**What you need to do**
All that is needed is every line of the listing below that has "ValidationError".
BEGIN Data extracts
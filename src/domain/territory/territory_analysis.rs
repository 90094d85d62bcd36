//! Territory analysis aggregate - a stored ranking of candidate markets.

use serde::{Deserialize, Serialize};
use std::collections::HashSet;

use super::{MarketScore, RawMarketScore, TerritoryError};
use crate::domain::foundation::{
    Percentage, TerritoryAnalysisId, Timestamp, UserId, ValidationError,
};

/// Maximum length of the territory description.
pub const MAX_TERRITORY_LENGTH: usize = 500;

/// Territory analysis aggregate.
///
/// # Invariants
///
/// - `markets` is sorted by score descending, then by market name
/// - market names are unique ignoring case
#[derive(Debug, Clone, PartialEq, Serialize, Deserialize)]
pub struct TerritoryAnalysis {
    id: TerritoryAnalysisId,
    owner: UserId,
    territory: String,
    criteria: Vec<String>,
    markets: Vec<MarketScore>,
    created_at: Timestamp,
}

impl TerritoryAnalysis {
    /// Builds an analysis from untrusted provider output.
    ///
    /// Entries with a blank market name or a NaN score are dropped, scores are
    /// rounded and clamped to 0-100, and repeated markets keep their first
    /// occurrence.
    pub fn from_provider(
        owner: UserId,
        territory: impl Into<String>,
        criteria: Vec<String>,
        raw: Vec<RawMarketScore>,
    ) -> Result<Self, TerritoryError> {
        let territory = territory.into().trim().to_string();
        Self::validate_territory(&territory)?;

        let mut seen = HashSet::new();
        let mut markets: Vec<MarketScore> = raw
            .into_iter()
            .filter_map(RawMarketScore::normalize)
            .filter(|m| seen.insert(m.market.to_lowercase()))
            .collect();
        markets.sort_by(|a, b| b.score.cmp(&a.score).then_with(|| a.market.cmp(&b.market)));

        let criteria = criteria
            .into_iter()
            .map(|c| c.trim().to_string())
            .filter(|c| !c.is_empty())
            .collect();

        Ok(Self {
            id: TerritoryAnalysisId::new(),
            owner,
            territory,
            criteria,
            markets,
            created_at: Timestamp::now(),
        })
    }

    /// Reconstitute an analysis from persistence (no validation).
    pub fn reconstitute(
        id: TerritoryAnalysisId,
        owner: UserId,
        territory: String,
        criteria: Vec<String>,
        markets: Vec<MarketScore>,
        created_at: Timestamp,
    ) -> Self {
        Self {
            id,
            owner,
            territory,
            criteria,
            markets,
            created_at,
        }
    }

    pub fn id(&self) -> TerritoryAnalysisId {
        self.id
    }

    pub fn owner(&self) -> &UserId {
        &self.owner
    }

    pub fn territory(&self) -> &str {
        &self.territory
    }

    pub fn criteria(&self) -> &[String] {
        &self.criteria
    }

    pub fn markets(&self) -> &[MarketScore] {
        &self.markets
    }

    pub fn created_at(&self) -> Timestamp {
        self.created_at
    }

    pub fn is_owned_by(&self, user: &UserId) -> bool {
        &self.owner == user
    }

    /// Rounded mean market score; `None` when no market survived normalization.
    pub fn average_score(&self) -> Option<Percentage> {
        if self.markets.is_empty() {
            return None;
        }
        let sum: u32 = self.markets.iter().map(|m| u32::from(m.score.value())).sum();
        Percentage::from_f64_clamped(f64::from(sum) / self.markets.len() as f64)
    }

    /// Keeps only the `n` best markets.
    pub fn keep_top(&mut self, n: usize) {
        self.markets.truncate(n);
    }

    fn validate_territory(territory: &str) -> Result<(), ValidationError> {
        if territory.is_empty() {
            return Err(ValidationError::empty_field("territory"));
        }
        let len = territory.chars().count();
        if len > MAX_TERRITORY_LENGTH {
            return Err(ValidationError::out_of_range(
                "territory",
                1,
                MAX_TERRITORY_LENGTH as i32,
                len as i32,
            ));
        }
        Ok(())
    }
}
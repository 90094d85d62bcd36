//! Caller identity extractor for axum.
//!
//! Authentication happens upstream. The gateway forwards the authenticated
//! user in the `x-user-id` header and, optionally, a request id in
//! `x-request-id`. Handlers take a [`RequireUser`] to get both.
//!
//! ```ignore
//! async fn my_handler(RequireUser(caller): RequireUser) -> impl IntoResponse {
//!     format!("Hello, {}!", caller.user_id)
//! }
//! ```

use axum::{
    http::StatusCode,
    response::{IntoResponse, Response},
    Json,
};

use crate::domain::foundation::{CommandMetadata, UserId};

/// Header carrying the authenticated user id.
pub const USER_ID_HEADER: &str = "x-user-id";

/// Header carrying the gateway's request id, used as correlation id.
pub const REQUEST_ID_HEADER: &str = "x-request-id";

/// The identified caller of a request.
#[derive(Debug, Clone, PartialEq, Eq)]
pub struct Caller {
    pub user_id: UserId,
    pub request_id: Option<String>,
}

impl Caller {
    /// Command metadata for handlers invoked on behalf of this caller.
    pub fn metadata(&self) -> CommandMetadata {
        let metadata = CommandMetadata::new(self.user_id.clone()).with_source("api");
        match &self.request_id {
            Some(id) => metadata.with_correlation_id(id.clone()),
            None => metadata,
        }
    }
}

/// Extractor that requires a caller identity.
///
/// Missing, blank, or non-UTF-8 `x-user-id` headers are rejected with 401.
#[derive(Debug, Clone)]
pub struct RequireUser(pub Caller);

impl<S> axum::extract::FromRequestParts<S> for RequireUser
where
    S: Send + Sync,
{
    type Rejection = CallerRejection;

    fn from_request_parts<'life0, 'life1, 'async_trait>(
        parts: &'life0 mut axum::http::request::Parts,
        _state: &'life1 S,
    ) -> std::pin::Pin<
        Box<dyn std::future::Future<Output = Result<Self, Self::Rejection>> + Send + 'async_trait>,
    >
    where
        'life0: 'async_trait,
        'life1: 'async_trait,
        Self: 'async_trait,
    {
        Box::pin(async move {
            let user_id = parts
                .headers
                .get(USER_ID_HEADER)
                .and_then(|h| h.to_str().ok())
                .and_then(|h| UserId::new(h.trim()).ok())
                .ok_or(CallerRejection::Unidentified)?;

            let request_id = parts
                .headers
                .get(REQUEST_ID_HEADER)
                .and_then(|h| h.to_str().ok())
                .map(str::trim)
                .filter(|h| !h.is_empty())
                .map(str::to_string);

            Ok(RequireUser(Caller {
                user_id,
                request_id,
            }))
        })
    }
}

/// Rejection type for requests without a caller identity.
#[derive(Debug, Clone)]
pub enum CallerRejection {
    Unidentified,
}

impl IntoResponse for CallerRejection {
    fn into_response(self) -> Response {
        let (status, message) = match self {
            CallerRejection::Unidentified => (StatusCode::UNAUTHORIZED, "Authentication required"),
        };

        (
            status,
            Json(serde_json::json!({
                "code": "UNAUTHENTICATED",
                "message": message
            })),
        )
            .into_response()
    }
}

#[cfg(test)]
mod tests {
    use super::*;
    use axum::extract::FromRequestParts;
    use axum::http::Request;

    async fn extract(request: Request<()>) -> Result<RequireUser, CallerRejection> {
        let (mut parts, _body) = request.into_parts();
        RequireUser::from_request_parts(&mut parts, &()).await
    }

    #[tokio::test]
    async fn reads_user_and_request_id() {
        let request = Request::builder()
            .uri("/test")
            .header(USER_ID_HEADER, "user-42")
            .header(REQUEST_ID_HEADER, "req-7")
            .body(())
            .unwrap();

        let RequireUser(caller) = extract(request).await.unwrap();

        assert_eq!(caller.user_id.as_str(), "user-42");
        assert_eq!(caller.metadata().correlation_id(), "req-7");
        assert_eq!(caller.metadata().source(), Some("api"));
    }

    #[tokio::test]
    async fn missing_header_is_rejected() {
        let request = Request::builder().uri("/test").body(()).unwrap();

        assert!(matches!(
            extract(request).await,
            Err(CallerRejection::Unidentified)
        ));
    }

    #[tokio::test]
    async fn blank_header_is_rejected() {
        let request = Request::builder()
            .uri("/test")
            .header(USER_ID_HEADER, "   ")
            .body(())
            .unwrap();

        assert!(extract(request).await.is_err());
    }

    #[test]
    fn rejection_returns_401() {
        let response = CallerRejection::Unidentified.into_response();
        assert_eq!(response.status(), StatusCode::UNAUTHORIZED);
    }
}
END Data extracts
**Answer to this task**
    Percentage, TerritoryAnalysisId, Timestamp, UserId, ValidationError,
    fn validate_territory(territory: &str) -> Result<(), ValidationError> {
            return Err(ValidationError::empty_field("territory"));
            return Err(ValidationError::out_of_range(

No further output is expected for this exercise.